Les Camerounais «savent» saluer la mémoire des défunts et ce, moyennant souvent des sommes colossales. Si au Nord du pays à obédience musulmane, les obsèques ont lieu le jour- même ou le lendemain du décès et se font dans la sobriété, dans la plupart des régions du pays, l’inhumation du défunt peut se tenir des semaines voire un mois et plus après le décès. La cause, réunir préalablement toutes les conditions matérielles, humaines et financières pour accompagner «dignement» le disparu dans sa dernière demeure. S’en suivent généralement des funérailles au cours desquelles des sommes excessives sont dépensées et des rites particuliers sont pratiqués en la mémoire du défunt. Les détails.

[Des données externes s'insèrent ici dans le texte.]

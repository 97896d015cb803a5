//! Typed gateway to the content store.
//!
//! Every call goes through a [`Session`], which owns the HTTP transport,
//! credentials and correlation id for one unit of work. Responses are
//! translated at this boundary: backend references become structured
//! identifiers, so callers never handle backend paths.
//!
//! ```no_run
//! use depot_config::Config;
//! use depot_gateway::{RepositoryApi, Session, TaskPoller};
//! use depot_id::Identifier;
//!
//! # fn main() -> Result<(), Box<dyn std::error::Error>> {
//! let config = Config::new()?;
//! let session = Session::new(&config);
//! let repo: Identifier = "repositories-rpm-rpm-11712ac6-ae6d-43b0-9494-1930337425b4".parse()?;
//!
//! let task = RepositoryApi::new(&session).publish(&repo)?;
//! TaskPoller::new(&session).wait(&task)?;
//! # Ok(())
//! # }
//! ```

pub mod api;
pub mod error;
#[cfg(any(test, feature = "mock"))]
pub mod mock;
pub mod package;
pub mod pages;
pub mod release;
pub mod repository;
pub mod session;
pub mod task;
pub mod translate;
pub mod transport;

pub use api::{Endpoint, Filters, ListPage, Outcome, Pagination, ResourceApi, TaskRef};
pub use error::{GatewayError, Result};
pub use package::PackageApi;
pub use pages::Pages;
pub use release::{
    NewRelease, PackageReleaseComponentApi, ReleaseApi, ReleaseArchitectureApi,
    ReleaseComponentApi, ReleaseFilter,
};
pub use repository::RepositoryApi;
pub use session::Session;
pub use task::{TaskApi, TaskPoller, TaskState};
pub use transport::{ApiRequest, ApiResponse, Method, Transport, UreqTransport};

Au Cameroun, il est commun de voir un corps passer des semaines à la morgue, le temps pour sa famille d’organiser des obsèques dignes de son rang social. Généralement, l’enterrement a lieu dans le village du défunt, sauf si de son vivant celui-ci en avait décidé autrement. En moyenne, l’inhumation peut se dérouler deux semaines après le décès. Entre ces deux semaines, des veillées de recueillement, de prières, sont organisées au domicile du défunt. Le jour des obsèques, un cortège transporte et accompagne le cercueil depuis la morgue jusqu’aux différents lieux de cérémonie : église, village, domicile familial, tombe…et le défunt «retourne à la terre d’où il a été tiré». Mais ce n’est pas l’au revoir ultime, car le même jour, une semaine, des mois ou une année plus tard, en fonction de la région et des dispositions financières de la famille, sont organisées des funérailles gigantesques pour honorer la mémoire du disparu.

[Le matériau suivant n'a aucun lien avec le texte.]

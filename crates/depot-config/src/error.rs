use miette::Diagnostic;
use thiserror::Error;

#[derive(Error, Diagnostic, Debug)]
pub enum ConfigError {
    #[error("TOML serialization error: {0}")]
    #[diagnostic(
        code(depot_config::toml_serialize),
        help("Check your configuration structure for invalid values")
    )]
    TomlSerError(#[from] toml::ser::Error),

    #[error("TOML deserialization error: {0}")]
    #[diagnostic(
        code(depot_config::toml_deserialize),
        help("Check your config.toml syntax and structure")
    )]
    TomlDeError(#[from] toml::de::Error),

    #[error("Invalid backend host: {host}")]
    #[diagnostic(
        code(depot_config::invalid_host),
        help("The backend host must be an absolute URL such as `https://pulp.example.com`")
    )]
    InvalidHost {
        host: String,
        #[source]
        source: url::ParseError,
    },

    #[error("Invalid backend API path: {0}")]
    #[diagnostic(
        code(depot_config::invalid_api_path),
        help("The API path must start with `/` and must not end with `/`, e.g. `/pulp/api/v3`")
    )]
    InvalidApiPath(String),

    #[error("Missing backend credentials")]
    #[diagnostic(
        code(depot_config::missing_credentials),
        help("Set backend.username/backend.password or DEPOT_BACKEND_USERNAME/DEPOT_BACKEND_PASSWORD")
    )]
    MissingCredentials,

    #[error("Invalid value for {field}: {reason}")]
    #[diagnostic(code(depot_config::invalid_value))]
    InvalidValue { field: &'static str, reason: String },

    #[error("Error while {action}")]
    #[diagnostic(code(depot_config::io))]
    IoError {
        action: String,
        #[source]
        source: std::io::Error,
    },
}

pub type Result<T> = std::result::Result<T, ConfigError>;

Les funérailles sont une cérémonie visant à rendre un honneur à la mémoire du défunt. Chez le peuple des grassfields ou Bamilékés du Cameroun, elles constituent l’un des rituels sacrés. Ceci dit, les dépenses importent peu tant qu’un hommage est rendu au défunt. Dans cette région du pays, les funérailles sont l’occasion de resserrement des liens sociaux entre les vivants et de redistribution de richesses. C’est aussi une cérémonie d’intercession auprès de dieu pour la mémoire du défunt. Selon la cosmogonie bamiléké, entre le moment de la mort et celui des funérailles, le défunt est entre deux mondes. Pendant ce moment, selon les croyances traditionnelles, il peut apporter protection, bénédiction et prospérité aux siens. La cérémonie des funérailles est donc l’occasion de bénéficier de ces grâces et de permettre au défunt de quitter «l’entre deux mondes» et de rejoindre le paradis. Elle draine invités, membres de la famille, connaissances par milliers.

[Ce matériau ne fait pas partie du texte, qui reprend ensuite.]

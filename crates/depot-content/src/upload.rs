use std::sync::{
    atomic::{AtomicU32, Ordering},
    Arc,
};

use depot_config::Config;
use depot_events::{next_op_id, DepotEvent, EventSinkHandle, NullSink};
use depot_gateway::{GatewayError, PackageApi, Session, TaskPoller};
use depot_id::{Identifier, PackageType};
use rayon::{prelude::*, ThreadPoolBuilder};
use serde_json::Value;
use tracing::{debug, info, warn};

use crate::error::Result;

/// Uploads run on this many workers, each with its own session.
pub const UPLOAD_WORKERS: usize = 5;

type SessionFactory = Arc<dyn Fn() -> Session + Send + Sync>;

#[derive(Debug, Clone)]
pub struct UploadedPackage {
    pub source: String,
    pub package_id: Identifier,
    pub record: Value,
}

#[derive(Debug, Clone)]
pub struct FailedUpload {
    pub source: String,
    pub error: String,
}

#[derive(Debug, Default)]
pub struct UploadReport {
    pub uploaded: Vec<UploadedPackage>,
    pub failed: Vec<FailedUpload>,
}

/// Creates packages from URLs in parallel.
///
/// Sessions are never shared between workers: each worker builds its own,
/// so credentials and correlation ids stay with one thread.
pub struct PackageUploader {
    sessions: SessionFactory,
    package_type: PackageType,
    relative_path: Option<String>,
    events: EventSinkHandle,
}

impl PackageUploader {
    pub fn new(config: &Config, package_type: PackageType) -> Self {
        let config = config.clone();
        Self::with_sessions(move || Session::new(&config), package_type)
    }

    /// Uses `sessions` to build each worker's session.
    pub fn with_sessions<F>(sessions: F, package_type: PackageType) -> Self
    where
        F: Fn() -> Session + Send + Sync + 'static,
    {
        Self {
            sessions: Arc::new(sessions),
            package_type,
            relative_path: None,
            events: Arc::new(NullSink),
        }
    }

    /// Path the package is stored under. Only meaningful for a single URL.
    pub fn with_relative_path(mut self, path: impl Into<String>) -> Self {
        self.relative_path = Some(path.into());
        self
    }

    pub fn with_events(mut self, events: EventSinkHandle) -> Self {
        self.events = events;
        self
    }

    /// Uploads every URL and reports what was created and what failed.
    pub fn upload(&self, urls: &[String]) -> Result<UploadReport> {
        let pool = ThreadPoolBuilder::new()
            .num_threads(UPLOAD_WORKERS)
            .thread_name(|i| format!("depot-upload-{i}"))
            .build()?;

        let total = urls.len() as u32;
        let completed = AtomicU32::new(0);
        let failed = AtomicU32::new(0);
        info!(total, package_type = %self.package_type, "uploading packages");

        let results: Vec<std::result::Result<UploadedPackage, FailedUpload>> = pool.install(|| {
            urls.par_iter()
                .map_init(
                    || (self.sessions)().with_events(self.events.clone()),
                    |session, url| {
                        let outcome = self.upload_one(session, url);
                        if outcome.is_err() {
                            failed.fetch_add(1, Ordering::Relaxed);
                        }
                        self.events.emit(DepotEvent::BatchProgress {
                            completed: completed.fetch_add(1, Ordering::Relaxed) + 1,
                            total,
                            failed: failed.load(Ordering::Relaxed),
                        });
                        outcome
                    },
                )
                .collect()
        });

        let mut report = UploadReport::default();
        for result in results {
            match result {
                Ok(package) => report.uploaded.push(package),
                Err(failure) => report.failed.push(failure),
            }
        }
        Ok(report)
    }

    fn upload_one(
        &self,
        session: &Session,
        url: &str,
    ) -> std::result::Result<UploadedPackage, FailedUpload> {
        let op_id = next_op_id();
        self.events.emit(DepotEvent::UploadStarting {
            op_id,
            source: url.to_string(),
        });

        match self.create(session, url) {
            Ok((package_id, record)) => {
                debug!(source = url, package = %package_id, "package uploaded");
                self.events.emit(DepotEvent::UploadComplete {
                    op_id,
                    source: url.to_string(),
                    package_id: package_id.to_string(),
                });
                Ok(UploadedPackage {
                    source: url.to_string(),
                    package_id,
                    record,
                })
            }
            Err(e) => {
                warn!(source = url, error = %e, "package upload failed");
                self.events.emit(DepotEvent::UploadFailed {
                    op_id,
                    source: url.to_string(),
                    error: e.to_string(),
                });
                Err(FailedUpload {
                    source: url.to_string(),
                    error: e.to_string(),
                })
            }
        }
    }

    fn create(&self, session: &Session, url: &str) -> depot_gateway::Result<(Identifier, Value)> {
        let packages = PackageApi::new(session);
        let task =
            packages.create_from_url(self.package_type, url, self.relative_path.as_deref())?;
        let package_id = TaskPoller::new(session)
            .created_resources(&task)?
            .into_iter()
            .find(Identifier::is_package)
            .ok_or(GatewayError::MissingField("created_resources"))?;
        let record = packages.read(&package_id)?;
        Ok((package_id, record))
    }
}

Au cours de cette cérémonie, plusieurs rites sont pratiqués par ce peuple, entre autres une phase de lamentations. Celle-ci est marquée par des danses spéciales au cours desquelles une photo agrandie du défunt est présentée à l’assistance. Ces pleurs ont pour but d’implorer le pardon des ancêtres pour accepter le nouveau venu. Ces cris de lamentations sont également ponctués de tirs de feu qui visent à éloigner les mauvais esprits et à «tuer la mort». Après une heure de gémissements, les tambours retentissent au milieu de la cour et on n’entend plus des pleurs, mais cette fois des cris de joie et des youyous. Les coups de fusils traditionnels reprennent alors allègrement, chacun danse de joie pour signifier «la victoire de la vie sur la mort» et remercier les ancêtres d’avoir accueilli le nouveau venu. Un repas copieux et du vin sont par ailleurs servis à l’assistance à cette occasion

Dans d’autres ethnies, comme les Beti, les funérailles sont également organisées mais avec une moindre intensité. Elles se déroulent en trois étapes. Les petites funérailles interviennent neuf jours après l’inhumation. A cette occasion, les proches du disparu mangent sur sa tombe, les autres invités se tiennent à l’écart. Pendant les grandes funérailles, la famille prépare une fête au cours de laquelle une messe religieuse est prononcée. S’en suit la commémoration du premier anniversaire du décès.

Si les funérailles sont traditionnellement et selon les croyances ethniques, l’occasion de «rendre hommage» au défunt, on assiste malheureusement à des dérives, au mercantilisme, à l’ostentation. Plusieurs entreprises s’enrichissent sur la base de celles-ci, notamment à l’ouest du pays où la pratique est très courante. Pour d’autres encore, l’organisation des funérailles est l’occasion de démontrer la puissance matérielle de la famille du disparu.